What lines in the records below contain the string "created"? Copy every one.
Start of Available records
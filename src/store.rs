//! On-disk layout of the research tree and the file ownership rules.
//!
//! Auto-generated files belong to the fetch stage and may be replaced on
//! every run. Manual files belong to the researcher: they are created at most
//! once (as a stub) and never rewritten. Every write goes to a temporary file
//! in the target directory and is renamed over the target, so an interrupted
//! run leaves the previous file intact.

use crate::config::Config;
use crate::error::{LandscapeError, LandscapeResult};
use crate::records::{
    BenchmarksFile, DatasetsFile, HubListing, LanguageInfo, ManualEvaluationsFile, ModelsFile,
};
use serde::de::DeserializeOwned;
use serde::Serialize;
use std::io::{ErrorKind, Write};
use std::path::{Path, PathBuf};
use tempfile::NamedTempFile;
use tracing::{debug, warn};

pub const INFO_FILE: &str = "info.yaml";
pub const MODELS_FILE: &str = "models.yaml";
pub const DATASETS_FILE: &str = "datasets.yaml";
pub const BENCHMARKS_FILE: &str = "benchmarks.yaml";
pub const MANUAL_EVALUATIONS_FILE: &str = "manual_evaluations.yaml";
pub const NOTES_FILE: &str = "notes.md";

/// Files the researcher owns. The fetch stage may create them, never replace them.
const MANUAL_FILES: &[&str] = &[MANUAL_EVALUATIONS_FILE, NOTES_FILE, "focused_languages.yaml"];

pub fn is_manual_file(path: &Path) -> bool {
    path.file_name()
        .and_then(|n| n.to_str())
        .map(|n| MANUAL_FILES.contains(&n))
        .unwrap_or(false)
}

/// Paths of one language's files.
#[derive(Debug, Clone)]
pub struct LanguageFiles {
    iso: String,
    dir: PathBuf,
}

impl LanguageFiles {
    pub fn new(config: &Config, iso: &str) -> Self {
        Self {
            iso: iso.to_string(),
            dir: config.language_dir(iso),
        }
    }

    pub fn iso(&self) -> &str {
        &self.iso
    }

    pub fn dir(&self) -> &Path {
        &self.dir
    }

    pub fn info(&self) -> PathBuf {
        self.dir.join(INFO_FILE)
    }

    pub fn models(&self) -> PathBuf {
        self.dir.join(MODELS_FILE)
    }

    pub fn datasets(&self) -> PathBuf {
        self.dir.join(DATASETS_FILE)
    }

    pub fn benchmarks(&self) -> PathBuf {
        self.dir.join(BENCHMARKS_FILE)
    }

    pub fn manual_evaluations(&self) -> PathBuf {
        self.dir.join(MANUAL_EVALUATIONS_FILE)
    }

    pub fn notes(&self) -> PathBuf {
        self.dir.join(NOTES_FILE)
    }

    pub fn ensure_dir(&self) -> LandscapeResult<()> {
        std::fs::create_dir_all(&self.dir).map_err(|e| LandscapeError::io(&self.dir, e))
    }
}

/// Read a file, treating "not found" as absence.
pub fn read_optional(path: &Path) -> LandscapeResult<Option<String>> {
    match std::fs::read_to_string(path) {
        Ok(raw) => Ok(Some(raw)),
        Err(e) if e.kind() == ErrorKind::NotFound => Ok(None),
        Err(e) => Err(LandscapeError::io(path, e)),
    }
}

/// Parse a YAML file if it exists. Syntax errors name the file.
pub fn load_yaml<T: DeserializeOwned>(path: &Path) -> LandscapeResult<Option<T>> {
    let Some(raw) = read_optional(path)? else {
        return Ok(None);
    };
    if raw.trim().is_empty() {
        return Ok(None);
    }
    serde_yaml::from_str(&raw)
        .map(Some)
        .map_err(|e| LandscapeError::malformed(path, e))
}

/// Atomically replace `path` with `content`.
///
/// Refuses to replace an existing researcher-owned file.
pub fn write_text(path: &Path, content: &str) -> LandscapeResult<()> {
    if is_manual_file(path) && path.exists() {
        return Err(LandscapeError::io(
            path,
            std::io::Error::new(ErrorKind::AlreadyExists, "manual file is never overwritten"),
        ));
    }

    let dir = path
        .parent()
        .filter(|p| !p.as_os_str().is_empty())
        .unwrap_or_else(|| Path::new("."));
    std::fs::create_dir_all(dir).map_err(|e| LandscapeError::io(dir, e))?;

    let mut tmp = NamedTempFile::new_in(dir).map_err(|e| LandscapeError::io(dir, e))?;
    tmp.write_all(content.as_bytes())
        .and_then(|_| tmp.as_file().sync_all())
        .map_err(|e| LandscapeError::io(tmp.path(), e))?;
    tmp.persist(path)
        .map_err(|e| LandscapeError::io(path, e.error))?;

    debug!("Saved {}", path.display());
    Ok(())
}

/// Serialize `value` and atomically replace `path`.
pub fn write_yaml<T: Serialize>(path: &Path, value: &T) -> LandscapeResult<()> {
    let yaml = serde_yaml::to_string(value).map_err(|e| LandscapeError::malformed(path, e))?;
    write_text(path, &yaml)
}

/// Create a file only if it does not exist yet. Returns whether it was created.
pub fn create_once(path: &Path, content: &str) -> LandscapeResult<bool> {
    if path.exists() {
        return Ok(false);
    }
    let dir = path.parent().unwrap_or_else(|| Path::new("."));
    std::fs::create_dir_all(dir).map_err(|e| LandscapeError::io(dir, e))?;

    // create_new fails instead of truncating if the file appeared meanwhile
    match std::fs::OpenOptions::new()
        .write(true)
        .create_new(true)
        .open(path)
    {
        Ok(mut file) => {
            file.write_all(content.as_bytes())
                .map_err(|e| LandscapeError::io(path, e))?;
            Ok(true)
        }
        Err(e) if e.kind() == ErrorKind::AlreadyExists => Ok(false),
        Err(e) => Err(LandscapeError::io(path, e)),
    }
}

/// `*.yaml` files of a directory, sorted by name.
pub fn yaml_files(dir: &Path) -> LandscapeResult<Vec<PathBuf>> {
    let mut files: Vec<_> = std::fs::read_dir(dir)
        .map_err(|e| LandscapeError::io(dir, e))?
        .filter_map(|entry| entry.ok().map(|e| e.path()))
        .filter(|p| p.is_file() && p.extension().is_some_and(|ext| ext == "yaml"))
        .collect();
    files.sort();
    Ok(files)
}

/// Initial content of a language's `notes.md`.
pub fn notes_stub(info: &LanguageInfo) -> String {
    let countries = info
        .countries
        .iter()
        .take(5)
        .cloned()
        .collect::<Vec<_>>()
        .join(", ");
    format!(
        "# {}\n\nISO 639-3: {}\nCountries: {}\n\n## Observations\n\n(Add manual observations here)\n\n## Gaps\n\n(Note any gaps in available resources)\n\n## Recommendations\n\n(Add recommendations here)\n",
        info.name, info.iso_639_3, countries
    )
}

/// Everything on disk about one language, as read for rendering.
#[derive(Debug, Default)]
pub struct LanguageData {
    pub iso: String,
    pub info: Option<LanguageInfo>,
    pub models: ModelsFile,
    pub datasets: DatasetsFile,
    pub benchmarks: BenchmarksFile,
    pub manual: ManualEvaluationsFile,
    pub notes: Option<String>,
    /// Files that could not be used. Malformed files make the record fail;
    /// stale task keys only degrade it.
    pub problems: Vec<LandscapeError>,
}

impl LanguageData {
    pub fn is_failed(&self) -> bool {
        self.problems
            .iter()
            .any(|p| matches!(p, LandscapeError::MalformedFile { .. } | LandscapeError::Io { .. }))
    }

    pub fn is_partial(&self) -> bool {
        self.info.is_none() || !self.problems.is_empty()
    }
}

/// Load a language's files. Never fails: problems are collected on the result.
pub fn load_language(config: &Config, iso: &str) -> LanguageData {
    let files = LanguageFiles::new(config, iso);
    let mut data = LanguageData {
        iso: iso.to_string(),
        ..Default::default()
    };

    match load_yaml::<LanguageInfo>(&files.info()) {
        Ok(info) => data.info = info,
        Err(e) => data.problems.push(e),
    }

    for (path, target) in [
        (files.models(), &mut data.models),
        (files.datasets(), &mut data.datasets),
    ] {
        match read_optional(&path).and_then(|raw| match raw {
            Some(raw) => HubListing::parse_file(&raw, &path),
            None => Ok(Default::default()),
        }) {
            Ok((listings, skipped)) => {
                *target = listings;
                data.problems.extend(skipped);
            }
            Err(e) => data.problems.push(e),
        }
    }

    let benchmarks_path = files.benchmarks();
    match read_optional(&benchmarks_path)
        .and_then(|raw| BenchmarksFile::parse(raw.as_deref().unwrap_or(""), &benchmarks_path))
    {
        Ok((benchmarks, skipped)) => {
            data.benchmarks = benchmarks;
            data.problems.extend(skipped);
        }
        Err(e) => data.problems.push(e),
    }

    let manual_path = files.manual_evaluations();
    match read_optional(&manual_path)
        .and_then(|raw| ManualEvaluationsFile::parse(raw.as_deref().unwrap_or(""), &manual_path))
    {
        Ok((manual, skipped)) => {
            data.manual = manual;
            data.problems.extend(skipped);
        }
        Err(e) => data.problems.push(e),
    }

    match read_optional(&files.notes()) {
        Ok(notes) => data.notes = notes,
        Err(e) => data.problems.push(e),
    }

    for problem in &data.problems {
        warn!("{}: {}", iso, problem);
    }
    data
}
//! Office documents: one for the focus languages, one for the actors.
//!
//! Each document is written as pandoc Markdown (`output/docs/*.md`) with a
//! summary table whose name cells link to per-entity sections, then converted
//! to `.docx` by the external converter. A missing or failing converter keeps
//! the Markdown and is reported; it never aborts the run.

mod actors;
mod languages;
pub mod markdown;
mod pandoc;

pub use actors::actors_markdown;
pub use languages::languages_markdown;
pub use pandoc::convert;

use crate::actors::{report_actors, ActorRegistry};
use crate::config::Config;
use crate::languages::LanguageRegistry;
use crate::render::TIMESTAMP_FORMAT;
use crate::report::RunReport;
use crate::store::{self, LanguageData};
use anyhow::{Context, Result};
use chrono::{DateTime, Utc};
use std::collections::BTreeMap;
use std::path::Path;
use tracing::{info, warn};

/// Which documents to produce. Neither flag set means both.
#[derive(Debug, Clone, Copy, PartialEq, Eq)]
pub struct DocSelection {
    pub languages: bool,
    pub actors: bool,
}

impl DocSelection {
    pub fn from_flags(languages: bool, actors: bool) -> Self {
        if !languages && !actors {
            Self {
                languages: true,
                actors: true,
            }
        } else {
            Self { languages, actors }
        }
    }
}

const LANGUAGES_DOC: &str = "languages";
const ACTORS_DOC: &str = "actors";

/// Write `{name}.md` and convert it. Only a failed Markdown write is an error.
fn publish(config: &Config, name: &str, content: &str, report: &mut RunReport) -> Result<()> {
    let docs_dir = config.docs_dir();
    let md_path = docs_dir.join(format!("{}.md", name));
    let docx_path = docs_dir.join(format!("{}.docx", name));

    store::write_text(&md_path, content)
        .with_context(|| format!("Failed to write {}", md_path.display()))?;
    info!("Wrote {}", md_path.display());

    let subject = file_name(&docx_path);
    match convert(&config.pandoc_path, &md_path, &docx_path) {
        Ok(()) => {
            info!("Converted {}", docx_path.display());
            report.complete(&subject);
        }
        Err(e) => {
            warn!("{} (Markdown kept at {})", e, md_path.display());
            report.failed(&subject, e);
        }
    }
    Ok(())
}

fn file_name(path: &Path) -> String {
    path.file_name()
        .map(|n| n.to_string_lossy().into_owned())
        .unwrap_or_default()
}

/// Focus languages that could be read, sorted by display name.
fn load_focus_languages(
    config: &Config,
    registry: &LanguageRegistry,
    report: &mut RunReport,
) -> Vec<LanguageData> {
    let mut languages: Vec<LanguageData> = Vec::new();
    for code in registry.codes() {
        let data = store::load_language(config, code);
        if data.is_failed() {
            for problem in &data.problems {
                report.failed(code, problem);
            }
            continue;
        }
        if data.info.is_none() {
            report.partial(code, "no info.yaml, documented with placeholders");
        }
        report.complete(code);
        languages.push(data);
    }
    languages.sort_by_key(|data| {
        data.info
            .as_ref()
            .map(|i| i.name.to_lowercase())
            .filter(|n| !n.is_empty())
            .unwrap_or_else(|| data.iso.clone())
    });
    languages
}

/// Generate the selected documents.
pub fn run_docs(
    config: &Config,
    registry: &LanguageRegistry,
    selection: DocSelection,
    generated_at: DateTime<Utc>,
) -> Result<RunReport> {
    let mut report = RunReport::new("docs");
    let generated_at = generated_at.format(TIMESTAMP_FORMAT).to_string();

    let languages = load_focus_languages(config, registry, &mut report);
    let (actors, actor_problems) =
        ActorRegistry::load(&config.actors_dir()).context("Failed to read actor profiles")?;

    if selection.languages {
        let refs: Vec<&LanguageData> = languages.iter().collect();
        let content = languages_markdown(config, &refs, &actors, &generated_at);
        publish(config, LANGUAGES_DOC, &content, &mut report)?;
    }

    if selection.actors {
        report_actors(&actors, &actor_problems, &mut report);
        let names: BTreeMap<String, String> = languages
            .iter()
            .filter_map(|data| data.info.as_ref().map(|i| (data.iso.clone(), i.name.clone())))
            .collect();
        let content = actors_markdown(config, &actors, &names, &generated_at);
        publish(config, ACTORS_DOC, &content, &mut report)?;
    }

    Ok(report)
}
End of Available records
**Task response**:
//! every run. Manual files belong to the researcher: they are created at most
/// Create a file only if it does not exist yet. Returns whether it was created.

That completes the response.